Now we are finished with this German and sadness, right? At least giggle…good! Yes, I can understand. Even if you laugh in sadness it has a different color to it, but it is natural. My sannyasins have to learn to be a little above nature. They have to learn things which, in the ordinary world, nobody cares about. Separation has its own beauty, as does meeting. I don’t see that there is anything wrong with separation. Separation has its own poetry; one just has to learn its language, and one has to live it in its depth. Then out of sadness itself comes a new kind of joy…which looks almost impossible, but it happens. I have known it. That’s what I was talking about this morning. I was talking about the death of my Nana.
It was a total separation. We will not meet again, yet there was a beauty in it, and he made it more beautiful by repeating the mantra. He made it more prayerful…it became fragrant. He was old, and dying, perhaps from a severe heart attack. We were not aware of it because the village had no doctor, not even a pharmacist, no medicine, so we didn’t know the cause of his death, but I think it was a severe heart attack.
I asked him in his ear, “Nana, have you something to say to me before you depart? Any last words? Or do you want to give me something to remember you by forever?”
He took off his ring and put it in my hand. That ring is with some sannyasin now; I gave it to someone. But that ring was always a mystery. His whole life he would not allow anybody to see what was in it, yet again and again he used to look into it. That ring had a glass window on both sides that you could look through. On top was a diamond; on each of its sides there was a glass window.
He had not allowed anybody to see what it was that he used to look at through the window. Inside there was a statue of Mahavira, the Jaina tirthankara; a really beautiful image, and very small. It must have been a small picture of Mahavira inside, and those two windows were magnifying glasses. They magnified it and it looked really huge. It was of no use to me because, I am sorry to say, even though I have tried my best I have never been able to love Mahavira as much as I love Buddha, although they were contemporaries.
Something is missing in Mahavira, and without it my heart cannot beat for him. He looks exactly like a stone statue. Buddha looks more alive, but not up to my standards of aliveness – that’s why I want him to become a Zorba too. If he meets me somewhere in the other world there is going to be great trouble. He is going to shout at me, “You wanted me to become a Zorba!”
But you know I know how to shout far better. He cannot shut me up; I am going to have my own way. If he does not want to become a Zorba, that is his own business, but then his world is finished; he has no future. If he wants a future then he has to listen to me. He has to become a Zorba. Neither can Zorba exist alone – he will end in Hiroshima – nor can Buddha exist alone.
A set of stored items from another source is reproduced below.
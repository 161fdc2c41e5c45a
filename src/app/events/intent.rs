use crate::app::state::Layer;
use crate::core::{Axis, EntityKind};
use crate::shared::EditorOptions;
use glam::Vec2;

/// App-Intent und App-Command Events.
/// Intents sind Eingaben aus UI/System ohne direkte Mutationslogik.
#[derive(Debug, Clone)]
pub enum AppIntent {
    /// Anwendung beenden
    ExitRequested,

    // ── Viewport & Kamera ───────────────────────────────────────
    /// Viewport-Größe hat sich geändert
    ViewportResized { size: [f32; 2] },
    /// Kamera um den Zielpunkt drehen (Delta in Pixeln)
    CameraOrbit { delta_px: Vec2 },
    /// Kamera-Abstand ändern (Faktor > 1 = heraus)
    CameraZoom { factor: f32 },
    /// Kamera auf Startzustand zurücksetzen
    ResetCameraRequested,

    // ── Pointer ─────────────────────────────────────────────────
    /// Pointer-Down im Viewport (Position relativ zur linken oberen Ecke)
    PointerDown { screen_pos: Vec2, shift: bool },
    /// Drag am Manipulator-Griff gestartet
    ManipulatorDragStarted { screen_pos: Vec2 },
    /// Manipulator wird gezogen
    ManipulatorDragged { screen_pos: Vec2 },
    /// Manipulator losgelassen
    ManipulatorDragEnded,

    // ── Selektion ───────────────────────────────────────────────
    /// Selektion einer Art aufheben
    DeselectKindRequested { kind: EntityKind },
    /// Gesamte Selektion aufheben (Taste `d`)
    DeselectAllRequested,
    /// Nächstes Objekt einer Art selektieren (Tasten `p`/`c`/`f`)
    SelectNextRequested { kind: EntityKind, additive: bool },
    /// Forcefield-Bearbeitungsmodus umschalten
    ToggleForcefieldEditRequested,

    // ── Editing ─────────────────────────────────────────────────
    /// Beginn einer fortlaufenden Feldbearbeitung (Slider/Drag-Feld)
    PropertyEditStarted,
    /// Neuen Punkt anlegen
    AddPointRequested,
    /// Selektierte Punkte löschen
    RemovePointsRequested,
    /// Selektierte Punkte verketten
    ConnectPointsRequested,
    /// Selektierte Connections löschen
    RemoveConnectionsRequested,
    /// Neues Forcefield anlegen
    AddForcefieldRequested,
    /// Selektierte Forcefields löschen
    RemoveForcefieldsRequested,
    /// Selektion nach Priorität löschen (Taste `x`)
    DeleteSelectedRequested,
    /// Kraft anwenden: selektierte Connections zu Kurven machen (Taste `s`)
    ApplyForceRequested,
    /// Selektierte Punkte auf einer Achse angleichen
    LevelPointsRequested { axis: Axis },
    /// Positionsfeld im Panel geändert
    PositionFieldEdited { axis: Axis, value: f32 },
    /// Durchmesser eines Forcefields geändert
    ForcefieldDiameterEdited { id: u64, diameter: f32 },

    // ── Gruppen ─────────────────────────────────────────────────
    /// Gruppe aus selektierten Connections bilden
    CreateGroupRequested,
    /// Alle Gruppen auflösen
    ClearGroupsRequested,
    /// Steifigkeit einer Gruppe geändert
    GroupRigidityEdited { group_id: u64, rigidity: f32 },

    // ── Mesh & Sichtbarkeit ─────────────────────────────────────
    /// Export-Mesh aus allen Connections erzeugen
    CreateMeshRequested,
    /// Röhrendicke geändert
    MeshThicknessEdited { thickness: f32 },
    /// Ebene ein-/ausblenden
    LayerVisibilityToggled { layer: Layer },

    // ── History ─────────────────────────────────────────────────
    UndoRequested,
    RedoRequested,

    // ── Optionen ────────────────────────────────────────────────
    /// Options-Dialog öffnen
    OpenOptionsDialogRequested,
    /// Options-Dialog schließen
    CloseOptionsDialogRequested,
    /// Geänderte Optionen übernehmen und speichern
    OptionsChanged { options: EditorOptions },
    /// Optionen auf Standard zurücksetzen
    ResetOptionsRequested,
}
//! Pointer-Down im Viewport.

use super::{InputState, ViewportContext};
use crate::app::AppIntent;

impl InputState {
    /// Meldet einen primären Pointer-Down als `PointerDown`.
    ///
    /// Ein Druck auf den Manipulator-Griff startet stattdessen einen Drag
    /// und wird nicht als Picking gewertet.
    pub(crate) fn handle_pointer_down(&self, ctx: &ViewportContext, events: &mut Vec<AppIntent>) {
        let (pressed, shift) = ctx
            .ui
            .input(|i| (i.pointer.primary_pressed(), i.modifiers.shift));
        if !pressed || !ctx.response.hovered() {
            return;
        }
        let Some(pointer_pos) = ctx.ui.input(|i| i.pointer.interact_pos()) else {
            return;
        };
        if ctx.hits_manipulator(pointer_pos) {
            return;
        }
        events.push(AppIntent::PointerDown {
            screen_pos: ctx.local_pos(pointer_pos),
            shift,
        });
    }
}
In the future there is no possibility of their being separate.
The future psychology of man needs to be a bridge between materialism and spiritualism; between East and West. Someday the world will feel grateful that my message is reaching to the West; otherwise seekers have been going to the East. This time a living buddha’s message has come to the West.
The West does not know how to recognize a buddha. It has never known a buddha. It has known only partial buddhas – a Jesus, a Pythagoras, a Diogenes – it has never known a total buddha.